Jax's proposition for Gemma could make or break the season

Katey Sagal, Charlie Hunnam and Maggie Siff in 'Sons of Anarchy'

Katey Sagal, Charlie Hunnam and Maggie Siff in 'Sons of Anarchy'

Credit: FX

Jax vs. Clay. Tara vs. Gemma. Gemma vs. Clay. Jax vs. Gemma.

The repetitive nature of the conflicts on "Sons of Anarchy," and the way they always seem to resolve themselves through time or plot contrivances, have led to a frustrating state of inertia. It feels like the more these characters argue, the less there actually is at stake. Nothing ever really changes.
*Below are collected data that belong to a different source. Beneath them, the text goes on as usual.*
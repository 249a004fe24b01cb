//! Operation catalogue: which fields each route requires, how results are
//! cached and which providers serve it.

use std::collections::HashMap;
use std::sync::Arc;
use std::time::Duration;

use vyral_models::Operation;
use vyral_orchestrator::OperationDescriptor;
use vyral_providers::{
    prompts, shaping, AsyncProvider, AssemblyAiTranscriber, ChatCandidate, ChatOptions,
    OpenRouterClient, Provider, ProviderConfig, ProviderResult, ShotstackRenderer,
};

use crate::composite::{CaptionPackProvider, MicroClipsProvider};

const ONE_HOUR: Duration = Duration::from_secs(3600);
const HALF_HOUR: Duration = Duration::from_secs(1800);

/// Frame analysis runs at the model's default temperature with a bounded reply.
const VISION_OPTIONS: ChatOptions = ChatOptions {
    temperature: None,
    max_tokens: Some(1000),
};

/// Fields that must be present and non-empty for an operation.
pub fn required_fields(operation: Operation) -> &'static [&'static str] {
    match operation {
        Operation::Transcribe | Operation::Vision => &["file_url"],
        Operation::Strategy | Operation::ScriptGenerator | Operation::CaptionPack => {
            &["transcript"]
        }
        Operation::PlatformCaptions => &["transcript", "platform"],
        Operation::RenderCaptions => &["file_url", "captions"],
        Operation::MicroClips => &["file_url", "transcript"],
    }
}

/// Descriptor per operation.
#[derive(Debug, Clone, Default)]
pub struct OperationCatalog {
    descriptors: HashMap<Operation, OperationDescriptor>,
}

impl OperationCatalog {
    /// Empty catalogue; unregistered operations answer 404.
    pub fn new() -> Self {
        Self::default()
    }

    /// Register (or replace) the descriptor for `operation`.
    pub fn with(mut self, operation: Operation, descriptor: OperationDescriptor) -> Self {
        self.descriptors.insert(operation, descriptor);
        self
    }

    pub fn get(&self, operation: Operation) -> Option<&OperationDescriptor> {
        self.descriptors.get(&operation)
    }

    /// Build the production catalogue from provider configuration.
    pub fn from_providers(config: &ProviderConfig) -> ProviderResult<Self> {
        let openrouter = Arc::new(OpenRouterClient::from_config(config)?);
        let models = &config.text_models;

        let chat = |prompt: prompts::PromptBuilder, shape: shaping::ResultShaper| {
            ChatCandidate::for_models(&openrouter, models, prompt, shape)
                .into_iter()
                .map(|candidate| Arc::new(candidate) as Arc<dyn Provider>)
                .collect::<Vec<_>>()
        };

        let vision: Vec<Arc<dyn Provider>> = vec![Arc::new(
            ChatCandidate::new(
                Arc::clone(&openrouter),
                config.vision_model.clone(),
                prompts::vision,
                shaping::vision,
            )
            .with_options(VISION_OPTIONS),
        )];
        let transcriber: Vec<Arc<dyn AsyncProvider>> =
            vec![Arc::new(AssemblyAiTranscriber::from_config(config)?)];
        let renderer: Vec<Arc<dyn AsyncProvider>> =
            vec![Arc::new(ShotstackRenderer::from_config(config)?)];
        let caption_pack: Vec<Arc<dyn Provider>> =
            vec![Arc::new(CaptionPackProvider::new(&openrouter, models))];
        let micro_clips: Vec<Arc<dyn Provider>> =
            vec![Arc::new(MicroClipsProvider::new(&openrouter, models))];

        Ok(Self::new()
            .with(
                Operation::Transcribe,
                OperationDescriptor::polled("transcribe", transcriber),
            )
            .with(
                Operation::Vision,
                OperationDescriptor::direct("vision", vision).cached(
                    "analyze",
                    &["file_url"],
                    ONE_HOUR,
                ),
            )
            .with(
                Operation::Strategy,
                OperationDescriptor::direct("strategy", chat(prompts::strategy, shaping::strategy))
                    .cached("generate", &["transcript", "platform_preferences"], ONE_HOUR),
            )
            .with(
                Operation::ScriptGenerator,
                OperationDescriptor::direct(
                    "script-generator",
                    chat(prompts::script, shaping::script),
                )
                .cached("generate", &["transcript", "strategy"], ONE_HOUR),
            )
            .with(
                Operation::CaptionPack,
                OperationDescriptor::direct("caption-pack", caption_pack).cached(
                    "generate",
                    &["transcript", "platforms"],
                    HALF_HOUR,
                ),
            )
            .with(
                Operation::PlatformCaptions,
                OperationDescriptor::direct(
                    "platform-captions",
                    chat(
                        prompts::platform_caption_with_strategy,
                        shaping::platform_captions,
                    ),
                )
                .cached("generate", &["transcript", "strategy", "platform"], HALF_HOUR),
            )
            .with(
                Operation::RenderCaptions,
                OperationDescriptor::polled("render-captions", renderer),
            )
            .with(
                Operation::MicroClips,
                OperationDescriptor::direct("micro-clips", micro_clips),
            ))
    }
}

#[cfg(test)]
mod tests {
    use super::*;
    use serde_json::{json, Value};
    use vyral_models::JobRequest;
    use vyral_orchestrator::{CachePolicy, Execution};
    use wiremock::matchers::{body_partial_json, method, path};
    use wiremock::{Mock, MockServer, ResponseTemplate};

    #[test]
    fn test_every_operation_is_registered() {
        let catalog = OperationCatalog::from_providers(&ProviderConfig::default()).unwrap();
        for op in Operation::ALL {
            let descriptor = catalog.get(op).expect("registered");
            assert_eq!(descriptor.name, op.as_str());
        }
    }

    #[test]
    fn test_cache_policies() {
        let catalog = OperationCatalog::from_providers(&ProviderConfig::default()).unwrap();

        let strategy = catalog.get(Operation::Strategy).unwrap();
        assert_eq!(strategy.cache, CachePolicy::Cached { ttl: ONE_HOUR });
        assert_eq!(strategy.sub_operation, "generate");
        assert_eq!(strategy.cache_fields, vec!["transcript", "platform_preferences"]);

        let captions = catalog.get(Operation::PlatformCaptions).unwrap();
        assert_eq!(captions.cache, CachePolicy::Cached { ttl: HALF_HOUR });

        let vision = catalog.get(Operation::Vision).unwrap();
        assert_eq!(vision.sub_operation, "analyze");

        for op in [Operation::Transcribe, Operation::RenderCaptions, Operation::MicroClips] {
            assert_eq!(catalog.get(op).unwrap().cache, CachePolicy::Bypass);
        }
    }

    #[test]
    fn test_model_fallback_order() {
        let catalog = OperationCatalog::from_providers(&ProviderConfig::default()).unwrap();
        assert_eq!(
            catalog.get(Operation::Strategy).unwrap().execution.candidate_ids(),
            vec![
                "openrouter:openai/gpt-4",
                "openrouter:anthropic/claude-3.5-sonnet",
                "openrouter:openai/gpt-3.5-turbo",
            ]
        );
        assert_eq!(
            catalog.get(Operation::Vision).unwrap().execution.candidate_ids(),
            vec!["openrouter:openai/gpt-4-vision-preview"]
        );
        assert!(matches!(
            catalog.get(Operation::Transcribe).unwrap().execution,
            Execution::Polled(_)
        ));
    }

    #[test]
    fn test_required_fields() {
        assert_eq!(required_fields(Operation::MicroClips), ["file_url", "transcript"]);
        assert_eq!(required_fields(Operation::PlatformCaptions), ["transcript", "platform"]);
        assert_eq!(required_fields(Operation::RenderCaptions), ["file_url", "captions"]);
    }

    #[tokio::test]
    async fn test_vision_request_caps_tokens_without_temperature() {
        let server = MockServer::start().await;
        Mock::given(method("POST"))
            .and(path("/chat/completions"))
            .and(body_partial_json(json!({
                "model": "openai/gpt-4-vision-preview",
                "max_tokens": 1000
            })))
            .respond_with(ResponseTemplate::new(200).set_body_json(json!({
                "choices": [{"message": {"role": "assistant", "content": "a cat"}}]
            })))
            .expect(1)
            .mount(&server)
            .await;

        let config = ProviderConfig {
            openrouter_api_key: Some("or-key".into()),
            openrouter_base_url: server.uri(),
            ..Default::default()
        };
        let catalog = OperationCatalog::from_providers(&config).unwrap();
        let Execution::Direct(candidates) = &catalog.get(Operation::Vision).unwrap().execution
        else {
            panic!("vision is a direct operation");
        };

        let request = JobRequest::from_body(
            Operation::Vision,
            json!({"file_url": "https://cdn.example.com/frame.jpg"}),
        )
        .unwrap();
        let result = candidates[0].invoke(&request).await.unwrap();
        assert_eq!(result["analysis"], "a cat");

        let received = server.received_requests().await.unwrap();
        let body: Value = serde_json::from_slice(&received[0].body).unwrap();
        assert_eq!(body["max_tokens"], 1000);
        assert!(body.get("temperature").is_none());
    }
}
But what if something actually does change? Maybe, after last season's cop out finale, Clay actually could die. Or SAMCRO could splinter. Or Jax could, finally, leave. We know that "Sons" has at least two seasons left in Kurt Sutter's master plan, but we don't know what those seasons will look like. And right now, halfway through Season 5, it's a tantalizing prospect to imagine.

I say this because the events of tonight's episode will either mean a whole lot, or very little, depending on where the show goes from here. I'm trying to be optimistic because I liked the way the fallout from Gemma's accident last week played out. We learned very quickly that Abel didn't die, but needed to spend some time in the hospital. And instead of Jax and Tara immediately discovering that Gemma wasn't sober behind the wheel, Clay invented a story about her getting run off the road to protect her.

Clay, of course, was trying to pin the accident on Pope. But that wasn't much of a plan. The heat was inevitably going to come back around on him, and it did when Jax, Chibs and Bobby caught up with Frankie Diamonds holding a gun on Lyla at Nero's place. Frankie confirmed for Jax that Clay was behind the home invasions, and Jax assumed that meant Clay sent someone after Gemma and the boys as well. (And why not, after everything Clay's done in the past?)

It's actually Nero who reveals the truth about the car accident after Gemma had confided in him earlier. Nero's pretty much the lone voice of reason on the show at this point, telling Jax: "You gotta accelerate the end game, get away from this shit that's killing you." And countering the Gemma information with a few levelheaded questions: "What you gonna do Prez? You gonna beat the shit out of your mom? Ain't that been done enough by your family?"

But Jax isn't thinking of anything that extreme anyway. He's got an alternate plan. Whether it's better or worse depends on how you look at it. He wants Gemma to go back to Clay, earn his trust, become his old lady again, and pump him for information that Jax can use against him. It's exactly the kind of thing that could completely break an increasingly fragile Gemma, or even backfire on Jax in ways he isn't anticipating.

I'm just hoping it leads to something different and more complex than putting us right back where we were in the middle of Season 4: Gemma still with Clay and Jax still battling Clay for control of SAMCRO. We've been there, done that. It's time to change the game and raise the stakes, for real.

Odds and ends:

- Did Juice pick the wrong guy to confide in or what? Now Roosevelt is trying to make a deal with Jax: turn over Frankie (and anyone else responsible for Rita's murder) and Roosevelt will give Jax the name of "the rat at your table" (Juice). Roosevelt demanding Frankie is just a minor irritation at this point, but now Jax knows there's another member of SAMCRO who isn't being straight with him.

- Unser had one of the lines of the night with his reaction to doing an identity check on a severed hand: "Next time, a few fingerprints on a glass would suffice."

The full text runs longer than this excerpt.